Lines from the one containing "signal received, stopping" to the end of the entries below must be reproduced exactly, with both end lines kept and no other line added.

── Source data

use log::*;

pub use error::{Error, WebErrorKind};
pub use service::AppState;

mod controller;
mod error;
mod middleware;
mod params;
mod response;
pub mod router;

/// Binds the configured interface and port and serves the API until Ctrl-C is received.
pub async fn init_server(app_state: AppState) -> std::io::Result<()> {
    let listen_addr = app_state.config.listen_address();
    let allowed_origins = app_state.config.allowed_origins().join(", ");

    info!("Server starting... listening for connections on http://{listen_addr}");
    info!("Allowed CORS origins: {allowed_origins}");

    let listener = tokio::net::TcpListener::bind(&listen_addr).await?;
    let router = router::define_routes(app_state);

    axum::serve(listener, router)
        .with_graceful_shutdown(shutdown_signal())
        .await
}

async fn shutdown_signal() {
    match tokio::signal::ctrl_c().await {
        Ok(()) => info!("Shutdown signal received, stopping server"),
        Err(e) => {
            error!("Unable to listen for the shutdown signal: {e}");
            // Keep serving; the process can still be stopped externally.
            std::future::pending::<()>().await;
        }
    }
}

────

▶ [Expected answer]:
        Ok(()) => info!("Shutdown signal received, stopping server"),
        Err(e) => {
            error!("Unable to listen for the shutdown signal: {e}");
            // Keep serving; the process can still be stopped externally.
            std::future::pending::<()>().await;
        }
    }
}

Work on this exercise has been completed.